Consol focusing more on gas business
As they plan for another challenging year in the natural gas market, Consol Energy executives can focus on the Marcellus and Utica shales with one less distraction: the coal that once dominated its business.
With the recent sale of its metallurgical coal mine in Buchanan, Va., and the handoff of most corporate functions at the remaining Pennsylvania mine complex to its spin-off partnership, CNX Coal Resources, Consol has nearly finished its transition to a gas company, more than 150 years after it started mining.
“Instead of a coal company with an E&P (exploration & production) arm, we're an E&P company with a coal arm,” Chief Financial Office David Khani told the Tribune-Review on Tuesday after the Cecil-based company released first-quarter financial results and discussed recent changes with analysts.
“We're trying to get everyone focusing on what they do best,” he said.
Consol was the nation's fifth-largest coal producer before it sold the five West Virginia mines that held its original name — Consolidation Coal Co. — in 2013. Its sale of the Buchanan Mine to Coronado Coal for $460 million, which closed on the last day of the quarter, comes less than a year after it took public CNX Coal, which CEO Nick DeIuliis said will eventually own 98 percent of the mine complex beneath Greene and Washington counties.
CNX Coal this week reported a $2.5 million profit on its 20 percent interest in that complex, despite reduced production and demand, as it cut per-ton costs to a six-year low. During their call with analysts, Consol executives said they would concentrate on gas and referred questions about coal to CNX Coal.
The gas business will require their full attention as low prices and tepid demand continue to cut into profits. Consol reported a loss of $97.6 million, or 43 cents per share, during the first quarter, down from a profit of $79 million or 34 cents per share last year. The results include both its gas and coal operations, including the interest in CNX Coal.
Total revenue decreased 30 percent to $559 million, and gas revenue fell 19 percent despite a boost in production to record levels for the company.
Analysts congratulated Consol for reducing its gas production cost by 50 cents to $2.41 per thousand cubic feet, and investors appeared pleased by the results. Its stock closed up 8 percent to $14.16, its highest close since Sept. 3
Consol said its lenders reaffirmed its $2 billion borrowing base last week.

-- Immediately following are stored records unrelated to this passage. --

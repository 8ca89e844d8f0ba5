//! Sweep orchestrator
//!
//! Drives the claim path (ledger, solvency, claim batches) and the swap path
//! (balances, screening, approvals, quotes, simulation, execution) for one
//! wallet, and merges every absorbed failure into a single report.

use alloy::primitives::{Address, U256};
use rust_decimal::Decimal;
use rust_decimal_macros::dec;
use serde::{Deserialize, Serialize};
use std::collections::{BTreeMap, HashMap};
use std::sync::Arc;
use tokio::sync::broadcast;
use tracing::{info, instrument, warn};

use crate::adapters::contracts::{encode_approve, encode_execute_swaps};
use crate::adapters::{ChainClient, LegSimulator, QuoteSource, RewardLedger, TxRequest, TxSender};
use crate::domain::units::to_decimal_units;
use crate::domain::{
    ClaimDescriptor, Epoch, FailedTokenRecord, FailureKind, FailureStage, RefreshSnapshot,
    RewardClaim, RewardRow, SwapCandidate, SwapLeg, SweepReport, WalletHolding,
};
use crate::error::{Result, SweepError};

use super::claimer::{preflight_native_gas, ClaimBatcher, ClaimHalt, ClaimOutcome, ClaimerConfig};
use super::events::{BusyFlag, CancelFlag, ProgressBus, ProgressEvent, SweepStage};
use super::planner::{PlannerConfig, SwapPlanBuilder};
use super::screener::{PriceResolver, TokenScreener};
use super::simulator::BatchSimulator;
use super::slippage::{SlippageConfig, SlippageModel};
use super::solvency::{SolvencyReport, SolvencyValidator};

/// Hard ceiling on legs per executor transaction.
pub const MAX_EXECUTION_BATCH_SIZE: usize = 8;

/// Swap-side settings
#[derive(Debug, Clone, Serialize, Deserialize)]
#[serde(default)]
pub struct SwapSettings {
    /// Legs per `executeSwaps` transaction (capped at 8)
    pub execution_batch_size: usize,
    /// Gas limit for one `approve`
    pub approve_gas_limit: u64,
    /// Per-leg gas used when estimating an execution batch fails
    pub gas_per_leg: u64,
    /// Headroom added to a successful estimate, in percent
    pub gas_buffer_pct: u64,
    /// Rows worth less than this are flagged as dust
    pub dust_threshold_usd: Decimal,
}

impl Default for SwapSettings {
    fn default() -> Self {
        Self {
            execution_batch_size: MAX_EXECUTION_BATCH_SIZE,
            approve_gas_limit: 80_000,
            gas_per_leg: 350_000,
            gas_buffer_pct: 20,
            dust_threshold_usd: dec!(1),
        }
    }
}

impl SwapSettings {
    pub fn batch_size(&self) -> usize {
        self.execution_batch_size.clamp(1, MAX_EXECUTION_BATCH_SIZE)
    }

    fn batch_gas(&self, legs: usize) -> u64 {
        self.gas_per_leg.saturating_mul(legs as u64)
    }
}

/// A reward token swept from the wallet whether or not the ledger lists it.
#[derive(Debug, Clone, PartialEq, Eq, Serialize, Deserialize)]
pub struct RewardToken {
    pub address: Address,
    pub symbol: String,
    pub decimals: u8,
}

/// Orchestrator configuration
#[derive(Debug, Clone)]
pub struct OrchestratorConfig {
    pub distributor: Address,
    pub executor: Address,
    pub claim: ClaimerConfig,
    pub planner: PlannerConfig,
    pub slippage: SlippageConfig,
    pub swap: SwapSettings,
    /// Known reward tokens, merged with whatever the ledger reports
    pub reward_tokens: Vec<RewardToken>,
}

/// External capabilities the orchestrator runs against.
#[derive(Clone)]
pub struct Collaborators {
    pub chain: Arc<dyn ChainClient>,
    pub sender: Arc<dyn TxSender>,
    pub ledger: Arc<dyn RewardLedger>,
    pub prices: PriceResolver,
    pub quotes: Arc<dyn QuoteSource>,
    pub simulator: Arc<dyn LegSimulator>,
    /// Address of the configured signer, if any.
    pub signer: Option<Address>,
}

/// Ledger claims plus their on-chain validation.
struct ClaimLoad {
    claims: Vec<RewardClaim>,
    solvency: SolvencyReport,
}

impl ClaimLoad {
    /// Ledger tokens plus configured reward tokens, ordered by address.
    /// Ledger metadata wins when a token appears in both.
    fn tokens(&self, configured: &[RewardToken]) -> BTreeMap<Address, (String, u8)> {
        let mut tokens = BTreeMap::new();
        for claim in &self.claims {
            tokens
                .entry(claim.token)
                .or_insert_with(|| (claim.symbol.clone(), claim.decimals));
        }
        for token in configured {
            tokens
                .entry(token.address)
                .or_insert_with(|| (token.symbol.clone(), token.decimals));
        }
        tokens
    }

    fn in_ledger(&self, token: Address) -> bool {
        self.claims.iter().any(|c| c.token == token)
    }
}

pub struct SweepOrchestrator {
    chain: Arc<dyn ChainClient>,
    sender: Arc<dyn TxSender>,
    ledger: Arc<dyn RewardLedger>,
    screener: TokenScreener,
    prices: PriceResolver,
    planner: SwapPlanBuilder,
    simulator: BatchSimulator,
    signer: Option<Address>,
    config: OrchestratorConfig,
    busy: BusyFlag,
    cancel: CancelFlag,
    events: ProgressBus,
}
//! Pre-swap token screening.
//!
//! A token held in the wallet is only worth quoting if some price source can
//! value it. Tokens nobody can price are excluded up front and reported, so
//! operators can consider removing them from the reward list.

use alloy::primitives::Address;
use rust_decimal::Decimal;
use std::collections::HashMap;
use std::sync::Arc;
use tracing::{debug, info, warn};

use crate::adapters::PriceSource;
use crate::domain::{FailedTokenRecord, FailureKind, FailureStage, SwapCandidate, WalletHolding};

/// Primary price source with an optional public fallback for misses.
#[derive(Clone)]
pub struct PriceResolver {
    primary: Arc<dyn PriceSource>,
    fallback: Option<Arc<dyn PriceSource>>,
}

impl PriceResolver {
    pub fn new(primary: Arc<dyn PriceSource>, fallback: Option<Arc<dyn PriceSource>>) -> Self {
        Self { primary, fallback }
    }

    /// Positive prices for as many of `tokens` as either source knows.
    ///
    /// Source errors are logged and treated as misses.
    pub async fn resolve(&self, chain_id: u64, tokens: &[Address]) -> HashMap<Address, Decimal> {
        if tokens.is_empty() {
            return HashMap::new();
        }

        let mut prices = match self.primary.prices(chain_id, tokens).await {
            Ok(prices) => prices,
            Err(e) => {
                warn!(source = self.primary.name(), error = %e, "Primary price source failed");
                HashMap::new()
            }
        };
        prices.retain(|_, price| *price > Decimal::ZERO);

        let missing: Vec<Address> = tokens
            .iter()
            .filter(|token| !prices.contains_key(*token))
            .copied()
            .collect();

        if let (Some(fallback), false) = (&self.fallback, missing.is_empty()) {
            debug!(
                source = fallback.name(),
                missing = missing.len(),
                "Resolving missing prices from fallback"
            );
            match fallback.prices(chain_id, &missing).await {
                Ok(found) => {
                    for (token, price) in found {
                        if price > Decimal::ZERO && missing.contains(&token) {
                            prices.insert(token, price);
                        }
                    }
                }
                Err(e) => {
                    warn!(source = fallback.name(), error = %e, "Fallback price source failed")
                }
            }
        }

        prices
    }
}

#[derive(Debug, Clone, Default)]
pub struct ScreenOutcome {
    pub candidates: Vec<SwapCandidate>,
    pub failures: Vec<FailedTokenRecord>,
}

pub struct TokenScreener {
    prices: PriceResolver,
}

impl TokenScreener {
    pub fn new(prices: PriceResolver) -> Self {
        Self { prices }
    }

    /// Turn wallet holdings into priced swap candidates.
    ///
    /// Zero balances and the target token itself are skipped silently; anything
    /// without a positive price is excluded with stage `pre_screening`.
    pub async fn screen(
        &self,
        chain_id: u64,
        holdings: &[WalletHolding],
        target: Address,
    ) -> ScreenOutcome {
        let held: Vec<&WalletHolding> = holdings
            .iter()
            .filter(|h| !h.wallet_balance.is_zero() && h.token != target)
            .collect();
        if held.is_empty() {
            return ScreenOutcome::default();
        }

        let tokens: Vec<Address> = held.iter().map(|h| h.token).collect();
        let prices = self.prices.resolve(chain_id, &tokens).await;

        let mut outcome = ScreenOutcome::default();
        for holding in held {
            match prices.get(&holding.token) {
                Some(price) => outcome.candidates.push(SwapCandidate {
                    token: holding.token,
                    decimals: holding.decimals,
                    symbol: holding.symbol.clone(),
                    amount_in: holding.wallet_balance,
                    price_usd: *price,
                }),
                None => {
                    debug!(token = %holding.token, symbol = %holding.symbol, "No valid price");
                    outcome.failures.push(FailedTokenRecord::new(
                        holding.token,
                        holding.symbol.clone(),
                        FailureStage::PreScreening,
                        FailureKind::NoValidPrice,
                        "no valid USD price from any source",
                    ));
                }
            }
        }

        info!(
            candidates = outcome.candidates.len(),
            excluded = outcome.failures.len(),
            "Token screening complete"
        );
        outcome
    }
}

“We have been very disciplined,” Khani said. “We pulled back activity ... threw down rigs midyear last year. We're not going to waste capital drilling new wells.”
The company was among the first to stop drilling new Marcellus and Utica wells last year to concentrate on bringing online previously drilled wells, a lower-cost approach to increasing production. Since then, the number of drill rigs working in the region has fallen to levels not seen in a decade, and some competitors have projected flat or falling production this year.
Executives expect the slowdown in drilling and eventual increase in pipelines serving the region will result in improved prices next year. Consol will start deciding in the next three to six months when to restart drilling, probably close to where it has completed highly productive Utica wells in Monroe County, Ohio, and Westmoreland County, DeIuliis said.
Until then, Khani said, the company is well-positioned to weather the low-price storm. It expects to finish the year with an inventory of 79 drilled wells waiting to be brought online.
“We won't need a lot of capital to drill and produce,” he said.